The controlling question in this case then is, does the bill show the formation of the partnership in question? *355Both courts below held that it does not, and for the single reason that the affidavit by Benjamin B. Fay, one of the general partners, that the amount specified in the certificate of partnership as having been contributed by the special partner, Graves, had been actually contributed, did not conform to the requirements of section 7, supra. The language of the section is: “At the time of filing the original certificate, as before directed, an affidavit of one or more of the general partners shall also be filed in the same office, stating that the amount in money, or other property at cash value, specified in the certificate to have been contributed by each of the special partners to the common stock, has been actually and in good faith contributed and applied to the same.” The affidavit set out in the bill is as follows :

ss. “State op Illinois, j County of Cook. j '

“Benjamin B. Fay, being duly sworn, deposes and says that he is one of the general partners in the limited partnership and firm of Boies, Fay & Conkey.

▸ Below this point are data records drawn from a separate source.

//! Tile-Blend Configuration Management
//!
//! Handles loading and managing configuration from ~/.tileblend/config.toml
//! (or `$TILEBLEND_CONFIG_DIR/config.toml`). Supports hot-reloading and
//! default config generation.

pub mod watcher;

pub use watcher::{ConfigEvent, ConfigWatcher};

use serde::{Deserialize, Serialize};
use std::fs;
use std::path::{Path, PathBuf};
use thiserror::Error;
use tileblend_core::{TileBlendParams, Variant, Wave};

/// Default configuration directory name
const CONFIG_DIR_NAME: &str = ".tileblend";
/// Default configuration file name
const CONFIG_FILE_NAME: &str = "config.toml";
/// Environment variable overriding the configuration directory
pub const CONFIG_DIR_ENV: &str = "TILEBLEND_CONFIG_DIR";

/// General configuration section
#[derive(Debug, Clone, PartialEq, Serialize, Deserialize)]
#[serde(default)]
pub struct GeneralConfig {
    /// Sampler variant: "rigid" or "warped"
    pub variant: String,
}

impl Default for GeneralConfig {
    fn default() -> Self {
        Self {
            variant: Variant::default().name().to_string(),
        }
    }
}

/// Initial slider values
#[derive(Debug, Clone, PartialEq, Serialize, Deserialize)]
#[serde(default)]
pub struct ParamsConfig {
    pub rotation: f32,
    pub blend_falloff: f32,
    pub blend_offset: f32,
    pub scale: f32,
    pub wave_amplitude: f32,
    pub wave_period: f32,
}

impl Default for ParamsConfig {
    fn default() -> Self {
        Self::from(&TileBlendParams::default())
    }
}

impl From<&TileBlendParams> for ParamsConfig {
    fn from(params: &TileBlendParams) -> Self {
        Self {
            rotation: params.rotation,
            blend_falloff: params.blend_falloff,
            blend_offset: params.blend_offset,
            scale: params.scale,
            wave_amplitude: params.wave.amplitude,
            wave_period: params.wave.period,
        }
    }
}

impl From<&ParamsConfig> for TileBlendParams {
    fn from(config: &ParamsConfig) -> Self {
        Self {
            rotation: config.rotation,
            blend_falloff: config.blend_falloff,
            blend_offset: config.blend_offset,
            scale: config.scale,
            wave: Wave {
                amplitude: config.wave_amplitude,
                period: config.wave_period,
            },
        }
    }
}

/// Source image configuration
#[derive(Debug, Clone, PartialEq, Default, Serialize, Deserialize)]
#[serde(default)]
pub struct TextureConfig {
    /// Image shown at startup; relative paths resolve against the config dir
    pub path: Option<PathBuf>,
    /// Directory of example images to cycle through
    pub gallery_dir: Option<PathBuf>,
}

/// Window configuration section
#[derive(Debug, Clone, PartialEq, Serialize, Deserialize)]
#[serde(default)]
pub struct WindowConfig {
    /// Initial inner width in logical pixels
    pub width: u32,
    /// Initial inner height in logical pixels
    pub height: u32,
    /// Window title prefix
    pub title: String,
}

impl Default for WindowConfig {
    fn default() -> Self {
        Self {
            width: 960,
            height: 640,
            title: "Tile Blend".to_string(),
        }
    }
}

/// Main configuration structure
#[derive(Debug, Clone, PartialEq, Serialize, Deserialize, Default)]
pub struct Config {
    #[serde(default)]
    pub general: GeneralConfig,

    #[serde(default)]
    pub params: ParamsConfig,

    #[serde(default)]
    pub texture: TextureConfig,

    #[serde(default)]
    pub window: WindowConfig,
}

impl Config {
    /// Load configuration from file, creating default if it doesn't exist
    pub fn load() -> Result<Self, ConfigError> {
        let config_path = Self::config_file_path()?;

        if !config_path.exists() {
            log::info!("Config file not found, creating default at {:?}", config_path);
            Self::create_default_config()?;
        }

        let config = Self::load_from(&config_path)?;
        log::info!("Loaded configuration from {:?}", config_path);
        Ok(config)
    }

    /// Load configuration from a specific path
    pub fn load_from(path: &Path) -> Result<Self, ConfigError> {
        let content = fs::read_to_string(path).map_err(|e| ConfigError::Read(path.to_path_buf(), e))?;
        Self::parse(&content, path)
    }

    fn parse(content: &str, path: &Path) -> Result<Self, ConfigError> {
        toml::from_str(content).map_err(|e| ConfigError::Parse(path.to_path_buf(), e))
    }

    /// Write this configuration to `path`
    pub fn save_to(&self, path: &Path) -> Result<(), ConfigError> {
        let toml_content = toml::to_string_pretty(self)?;
        let content = format!(
            "# Tile Blend Configuration\n\
             #\n\
             # variant: \"rigid\" (plain lattice) or \"warped\" (sinusoidal warp)\n\
             # texture.path: image to tile, relative to this directory\n\
             \n\
             {toml_content}"
        );
        fs::write(path, content).map_err(|e| ConfigError::Write(path.to_path_buf(), e))
    }

    /// Get the configuration directory path
    ///
    /// `$TILEBLEND_CONFIG_DIR` when set, otherwise ~/.tileblend/
    pub fn config_dir() -> Result<PathBuf, ConfigError> {
        if let Some(dir) = std::env::var_os(CONFIG_DIR_ENV) {
            return Ok(PathBuf::from(dir));
        }
        let home = dirs::home_dir().ok_or(ConfigError::NoHomeDirectory)?;
        Ok(home.join(CONFIG_DIR_NAME))
    }

    /// Get the configuration file path
    pub fn config_file_path() -> Result<PathBuf, ConfigError> {
        Ok(Self::config_dir()?.join(CONFIG_FILE_NAME))
    }

    /// Create the default configuration file and directory
    pub fn create_default_config() -> Result<(), ConfigError> {
        let config_dir = Self::config_dir()?;
        fs::create_dir_all(&config_dir).map_err(|e| ConfigError::CreateDir(config_dir.clone(), e))?;

        let config_path = config_dir.join(CONFIG_FILE_NAME);
        Config::default().save_to(&config_path)?;

        log::info!("Created default configuration at {:?}", config_path);
        Ok(())
    }

    /// Sampler variant, falling back to the default for unknown names
    pub fn variant(&self) -> Variant {
        match self.general.variant.to_lowercase().as_str() {
            "rigid" => Variant::Rigid,
            "warped" => Variant::Warped,
            other => {
                log::warn!("Unknown variant '{}', falling back to rigid", other);
                Variant::Rigid
            }
        }
    }

    pub fn params(&self) -> TileBlendParams {
        TileBlendParams::from(&self.params)
    }

    pub fn set_params(&mut self, params: &TileBlendParams) {
        self.params = ParamsConfig::from(params);
    }

    pub fn set_variant(&mut self, variant: Variant) {
        self.general.variant = variant.name().to_string();
    }

    /// Resolve a configured path against `base` (normally the config dir)
    pub fn resolve_path(base: &Path, path: &Path) -> PathBuf {
        if path.is_relative() {
            base.join(path)
        } else {
            path.to_path_buf()
        }
    }

    /// Startup image path, resolved against `base`
    pub fn texture_path(&self, base: &Path) -> Option<PathBuf> {
        self.texture.path.as_deref().map(|p| Self::resolve_path(base, p))
    }

    /// Gallery directory, resolved against `base`
    pub fn gallery_dir(&self, base: &Path) -> Option<PathBuf> {
        self.texture.gallery_dir.as_deref().map(|p| Self::resolve_path(base, p))
    }
}

/// Configuration errors
#[derive(Debug, Error)]
pub enum ConfigError {
    #[error("Could not determine home directory")]
    NoHomeDirectory,
    #[error("Failed to read {0:?}: {1}")]
    Read(PathBuf, #[source] std::io::Error),
    #[error("Failed to parse {0:?}: {1}")]
    Parse(PathBuf, #[source] toml::de::Error),
    #[error("Failed to serialize config: {0}")]
    Serialize(#[from] toml::ser::Error),
    #[error("Failed to write {0:?}: {1}")]
    Write(PathBuf, #[source] std::io::Error),
    #[error("Failed to create {0:?}: {1}")]
    CreateDir(PathBuf, #[source] std::io::Error),
    #[error("Failed to watch files: {0}")]
    Watch(String),
}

And deponent further says, that the amount of fifty thousand (§50,000) dollars stated in the certificate of said partnership to have been contributed to the capital stock thereof by the said special partner, has been actually contributed and applied and paid into the same.

Benjamin B. Fay.

“Subscribed and sworn to before me this 30th day of March, A. D. 1882.

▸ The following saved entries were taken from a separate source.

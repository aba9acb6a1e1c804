//! Tile Blend viewer window
//!
//! Renders the tiled image effect full-window and redraws only when a
//! slider, the variant, the source image, the window size or the config
//! file changes.

mod gpu;

use std::path::PathBuf;
use std::sync::Arc;
use std::time::{Duration, Instant};

use anyhow::Result;
use gpu::GpuState;
use tileblend::{Response, Viewer, command_for_key};
use tileblend_config::{Config, ConfigEvent, ConfigWatcher};

use winit::{
    application::ApplicationHandler,
    event::{ElementState, WindowEvent},
    event_loop::{ActiveEventLoop, ControlFlow, EventLoop},
    keyboard::ModifiersState,
    window::{Window, WindowId},
};

/// How often the config watcher channel is polled while idle
const WATCH_POLL_INTERVAL: Duration = Duration::from_millis(250);

struct App {
    config: Config,
    config_dir: PathBuf,
    viewer: Viewer,
    watcher: Option<ConfigWatcher>,
    window: Option<Arc<Window>>,
    gpu: Option<GpuState>,
    modifiers: ModifiersState,
}

impl App {
    fn new() -> Result<Self> {
        let config_dir = Config::config_dir()?;
        let config = Config::load().unwrap_or_else(|e| {
            log::warn!("Using default configuration: {}", e);
            Config::default()
        });

        let watcher = ConfigWatcher::new()
            .inspect_err(|e| log::warn!("Config hot-reload disabled: {}", e))
            .ok();

        let viewer = Viewer::from_config(&config, &config_dir);

        Ok(Self {
            config,
            config_dir,
            viewer,
            watcher,
            window: None,
            gpu: None,
            modifiers: ModifiersState::default(),
        })
    }

    fn create_window(&mut self, event_loop: &ActiveEventLoop) -> Result<()> {
        let attrs = Window::default_attributes()
            .with_title(self.viewer.title())
            .with_inner_size(winit::dpi::LogicalSize::new(
                self.config.window.width,
                self.config.window.height,
            ));

        let window = Arc::new(event_loop.create_window(attrs)?);
        let gpu = GpuState::new(window.clone())?;
        log::info!("Window created");

        self.viewer.request_redraw();
        window.request_redraw();
        self.window = Some(window);
        self.gpu = Some(gpu);
        Ok(())
    }

    fn respond(&mut self, response: Response, event_loop: &ActiveEventLoop) {
        let Some(window) = &self.window else { return };
        match response {
            Response::Nothing => {}
            Response::Retitle => window.set_title(&self.viewer.title()),
            Response::Redraw => {
                window.set_title(&self.viewer.title());
                window.request_redraw();
            }
            Response::Quit => event_loop.exit(),
        }
    }

    fn poll_config(&mut self, event_loop: &ActiveEventLoop) {
        let events = self.watcher.as_ref().map(ConfigWatcher::drain_events).unwrap_or_default();

        for event in events {
            match event {
                ConfigEvent::Reloaded(config) => {
                    log::info!("Applying reloaded configuration");
                    let response = self.viewer.reload(&config, &self.config_dir);
                    self.config = config;
                    self.respond(response, event_loop);
                }
                ConfigEvent::ReloadError(e) => {
                    log::warn!("Keeping previous configuration: {}", e);
                }
            }
        }
    }
}

impl ApplicationHandler for App {
    fn resumed(&mut self, event_loop: &ActiveEventLoop) {
        if self.window.is_some() {
            return;
        }
        if let Err(e) = self.create_window(event_loop) {
            log::error!("Failed to start viewer: {:#}", e);
            event_loop.exit();
        }
    }

    fn window_event(&mut self, event_loop: &ActiveEventLoop, _id: WindowId, event: WindowEvent) {
        match event {
            WindowEvent::CloseRequested => event_loop.exit(),

            WindowEvent::Resized(size) => {
                if let Some(gpu) = &mut self.gpu {
                    gpu.resize(size.width, size.height);
                }
                self.viewer.request_redraw();
                self.respond(Response::Redraw, event_loop);
            }

            WindowEvent::ModifiersChanged(modifiers) => {
                self.modifiers = modifiers.state();
            }

            WindowEvent::KeyboardInput { event, .. } if event.state == ElementState::Pressed => {
                if let Some(command) = command_for_key(&event.logical_key, self.modifiers.shift_key()) {
                    log::debug!("Command: {:?}", command);
                    let response = self.viewer.handle(command);
                    self.respond(response, event_loop);
                }
            }

            WindowEvent::RedrawRequested => {
                let Some(gpu) = &mut self.gpu else { return };
                let start = Instant::now();
                if let Err(e) = gpu.render(&mut self.viewer) {
                    log::error!("Render failed: {:#}", e);
                }
                log::trace!("Frame took {:?}", start.elapsed());

                // Surface was lost mid-frame; try again
                if self.viewer.needs_redraw()
                    && let Some(window) = &self.window
                {
                    window.request_redraw();
                }
            }

            _ => {}
        }
    }

    fn about_to_wait(&mut self, event_loop: &ActiveEventLoop) {
        self.poll_config(event_loop);

        if self.watcher.is_some() {
            event_loop.set_control_flow(ControlFlow::WaitUntil(Instant::now() + WATCH_POLL_INTERVAL));
        } else {
            event_loop.set_control_flow(ControlFlow::Wait);
        }
    }
}

fn main() -> Result<()> {
    env_logger::Builder::from_env(env_logger::Env::default().default_filter_or("warn,tileblend=info")).init();
    log::info!("Tile Blend starting");

    let event_loop = EventLoop::new()?;
    event_loop.set_control_flow(ControlFlow::Wait);
    event_loop.run_app(&mut App::new()?)?;
    Ok(())
}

J. Edwards Fay, Notary Public.”

The objection to it, as a compliance, is, that it does not state in what “the amount of §50,000 was contributed,” or that the amount was contributed “in good faith.”

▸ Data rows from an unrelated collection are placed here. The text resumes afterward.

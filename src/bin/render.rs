//! Headless CPU render of the configured scene
//!
//! Usage: tileblend-render <out.png> [width] [height]
//!
//! Reads the same config.toml as the viewer. Width and height default to the
//! configured window size.

use std::path::PathBuf;

use anyhow::{Context, Result, bail};
use tileblend::Viewer;
use tileblend_config::Config;
use tileblend_renderer::CpuSurface;

struct Args {
    output: PathBuf,
    width: Option<u32>,
    height: Option<u32>,
}

fn parse_args() -> Result<Args> {
    let mut args = std::env::args().skip(1);
    let Some(output) = args.next() else {
        bail!("usage: tileblend-render <out.png> [width] [height]");
    };

    let mut dimension = |name: &str| -> Result<Option<u32>> {
        args.next()
            .map(|s| s.parse::<u32>().with_context(|| format!("invalid {name}: {s:?}")))
            .transpose()
    };
    let width = dimension("width")?;
    let height = dimension("height")?;

    Ok(Args {
        output: PathBuf::from(output),
        width,
        height,
    })
}

fn load_config() -> Result<(Config, PathBuf)> {
    let config_dir = Config::config_dir()?;
    let path = Config::config_file_path()?;
    let config = if path.exists() {
        Config::load_from(&path)?
    } else {
        log::info!("No config at {:?}, rendering defaults", path);
        Config::default()
    };
    Ok((config, config_dir))
}

fn main() -> Result<()> {
    env_logger::Builder::from_env(env_logger::Env::default().default_filter_or("warn,tileblend=info")).init();

    let args = parse_args()?;
    let (config, config_dir) = load_config()?;

    let width = args.width.unwrap_or(config.window.width);
    let height = args.height.unwrap_or(config.window.height);

    let mut viewer = Viewer::from_config(&config, &config_dir);
    let texture = viewer
        .source()
        .to_texture()
        .context("Source image has no pixels")?;

    let mut surface = CpuSurface::new(width, height, texture);
    viewer.draw(&mut surface);
    surface
        .save(&args.output)
        .with_context(|| format!("Failed to write {:?}", args.output))?;

    println!("{}", args.output.display());
    Ok(())
}
//! Tile Blend viewer
//!
//! The sampler lives in `tileblend-core`, GPU and CPU surfaces in
//! `tileblend-renderer`, configuration in `tileblend-config`. This crate
//! holds the host side: key bindings, slider state, the image gallery and
//! the redraw bookkeeping shared by the window and headless binaries.

pub mod commands;
pub mod controls;
pub mod gallery;
pub mod viewer;

pub use commands::{Command, command_for_key};
pub use controls::{ParamControls, Slider, SliderId};
pub use gallery::Gallery;
pub use viewer::{Response, Viewer};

Counsel for appellants insist that, even if it should be held that this affidavit does not conform to the requirements of section 7, the only result would be to make Graves liable as a general partner, leaving the limited partnership still existing. This position, under the alie*356gations of the bill, we do not regard tenable, since section 8 of the statute expressly provides that “no such partnership shall be deemed to have been formed until such certificate, acknowledgment and affidavit shall have been filed, as above directed.” Our conclusion, however, upon a further consideration of the point, is, that the affidavit is, in fact, a substantial compliance with the requirements of the statute. Section 7 does not prescribe the form in which the affidavit shall be made, nor require the use of particular words in making the statement. That is to say, if this affidavit had stated that the contribution was in silver coin or national bank currency, and honestly made, it could not have been reasonably urged that it was insufficient because it did not say “in money” and “in good faith.” All that the statute requires is, that if the contribution is in money the affidavit shall be in language sufficiently definite to show that fact, and that it was contributed fairly and honestly. (Bates on Limited Part: nership, sec. 31.) The statement, here, that the amount of §50,000 “has been actually contributed and applied and paid into the same,” can reasonably be given no other meaning than that it was contributed and paid in in cash. In Johnson v. McDonald, 2 Abb. Pr. 297, the language in an affidavit, “paid in, in good faith, to the common stock of said firm, the sum of §1000,”'was held to mean “paid in cash,” the court saying: “What is the legal meaning of ‘paid in?’ Can those words mean, legally, anything else than paid in cash?” So in Holliday v. Union Bag and Paper Co. 3 Col. 343, the language was, “has contributed to the said firm of Holliday & Co. the sum of §12,000, which said sum has been actually and in good faith contributed to the business and applied to the common stock of said firm,” and it was said: “The only interpretation to be given this language is, that it was §12,000 in cash.”

Counsel for appellee say those cases are distinguishable from this, because there the language is “sum of,” etc., whereas here it is, “amount of,” etc. We do not *357concur in this view. The words “sum” and “amount,” in the connection in which they are used, must be given the same meaning.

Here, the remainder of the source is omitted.